YOUR GOAL ::
The answer should be the lines from the one with "head, in order." through the final line of the entries, restated word for word.

Records drawn from a dataset ::
========
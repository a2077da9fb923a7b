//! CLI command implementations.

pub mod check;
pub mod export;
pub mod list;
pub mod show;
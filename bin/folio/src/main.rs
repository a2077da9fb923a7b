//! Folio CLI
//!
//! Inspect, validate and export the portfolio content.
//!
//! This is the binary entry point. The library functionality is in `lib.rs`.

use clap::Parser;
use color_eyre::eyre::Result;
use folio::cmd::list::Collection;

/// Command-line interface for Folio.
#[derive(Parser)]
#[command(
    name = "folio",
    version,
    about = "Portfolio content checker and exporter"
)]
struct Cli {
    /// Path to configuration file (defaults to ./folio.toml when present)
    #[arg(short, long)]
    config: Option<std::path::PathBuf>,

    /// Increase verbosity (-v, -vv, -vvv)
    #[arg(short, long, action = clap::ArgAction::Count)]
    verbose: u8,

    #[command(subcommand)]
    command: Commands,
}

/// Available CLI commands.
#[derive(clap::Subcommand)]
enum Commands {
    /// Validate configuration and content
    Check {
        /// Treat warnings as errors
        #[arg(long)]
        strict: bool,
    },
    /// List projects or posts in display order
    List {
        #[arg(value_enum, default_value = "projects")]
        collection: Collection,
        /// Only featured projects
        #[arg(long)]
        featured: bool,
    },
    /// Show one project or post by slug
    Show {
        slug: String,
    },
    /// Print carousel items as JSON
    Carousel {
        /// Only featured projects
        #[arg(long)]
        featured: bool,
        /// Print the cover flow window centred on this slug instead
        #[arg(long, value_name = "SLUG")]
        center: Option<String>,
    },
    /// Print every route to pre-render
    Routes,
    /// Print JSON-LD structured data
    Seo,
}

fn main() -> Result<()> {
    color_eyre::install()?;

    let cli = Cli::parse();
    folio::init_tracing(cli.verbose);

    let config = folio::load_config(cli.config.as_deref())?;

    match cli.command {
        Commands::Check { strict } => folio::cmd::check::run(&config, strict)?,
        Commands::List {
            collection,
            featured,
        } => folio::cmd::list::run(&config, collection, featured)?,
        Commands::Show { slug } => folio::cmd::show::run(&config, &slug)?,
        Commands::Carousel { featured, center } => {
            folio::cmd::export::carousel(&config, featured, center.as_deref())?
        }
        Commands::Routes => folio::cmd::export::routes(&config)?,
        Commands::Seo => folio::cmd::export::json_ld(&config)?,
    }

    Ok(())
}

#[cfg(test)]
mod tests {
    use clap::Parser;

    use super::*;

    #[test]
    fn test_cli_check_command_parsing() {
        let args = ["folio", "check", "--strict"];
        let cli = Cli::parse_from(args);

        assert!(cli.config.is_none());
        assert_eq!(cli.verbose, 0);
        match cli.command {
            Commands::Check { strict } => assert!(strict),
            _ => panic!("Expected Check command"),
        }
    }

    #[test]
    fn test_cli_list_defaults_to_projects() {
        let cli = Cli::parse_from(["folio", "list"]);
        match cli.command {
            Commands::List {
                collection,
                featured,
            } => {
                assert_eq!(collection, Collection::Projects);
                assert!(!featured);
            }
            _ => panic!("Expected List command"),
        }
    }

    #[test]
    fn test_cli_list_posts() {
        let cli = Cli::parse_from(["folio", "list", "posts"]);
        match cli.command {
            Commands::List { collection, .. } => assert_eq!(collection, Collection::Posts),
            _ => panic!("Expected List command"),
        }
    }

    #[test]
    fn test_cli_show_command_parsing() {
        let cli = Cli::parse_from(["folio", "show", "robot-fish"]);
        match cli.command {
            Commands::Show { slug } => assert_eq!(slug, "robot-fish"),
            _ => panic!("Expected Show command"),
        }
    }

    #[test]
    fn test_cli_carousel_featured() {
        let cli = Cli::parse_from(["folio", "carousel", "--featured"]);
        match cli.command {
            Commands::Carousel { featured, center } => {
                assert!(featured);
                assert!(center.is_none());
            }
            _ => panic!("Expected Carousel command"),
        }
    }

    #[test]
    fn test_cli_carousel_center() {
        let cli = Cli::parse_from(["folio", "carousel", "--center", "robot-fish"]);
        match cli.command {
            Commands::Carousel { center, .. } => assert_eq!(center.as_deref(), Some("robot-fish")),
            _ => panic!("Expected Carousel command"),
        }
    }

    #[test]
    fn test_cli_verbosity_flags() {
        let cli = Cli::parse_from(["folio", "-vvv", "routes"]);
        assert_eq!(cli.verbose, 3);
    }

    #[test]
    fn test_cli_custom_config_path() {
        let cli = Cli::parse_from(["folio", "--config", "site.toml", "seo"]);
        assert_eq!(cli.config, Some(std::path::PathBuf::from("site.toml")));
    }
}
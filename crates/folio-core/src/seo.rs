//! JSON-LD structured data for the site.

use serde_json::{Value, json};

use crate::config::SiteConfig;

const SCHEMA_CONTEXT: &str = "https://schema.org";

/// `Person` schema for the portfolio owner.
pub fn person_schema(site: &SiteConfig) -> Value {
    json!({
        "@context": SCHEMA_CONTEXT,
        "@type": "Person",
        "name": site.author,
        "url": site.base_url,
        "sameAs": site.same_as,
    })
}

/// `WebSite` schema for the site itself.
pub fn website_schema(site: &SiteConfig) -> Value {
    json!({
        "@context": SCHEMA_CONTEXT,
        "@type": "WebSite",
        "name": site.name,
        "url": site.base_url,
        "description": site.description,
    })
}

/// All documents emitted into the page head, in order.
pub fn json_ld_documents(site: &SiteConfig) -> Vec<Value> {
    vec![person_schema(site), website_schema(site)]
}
========
OUTPUT BELOW ::
/// All documents emitted into the page head, in order.
pub fn json_ld_documents(site: &SiteConfig) -> Vec<Value> {
    vec![person_schema(site), website_schema(site)]
}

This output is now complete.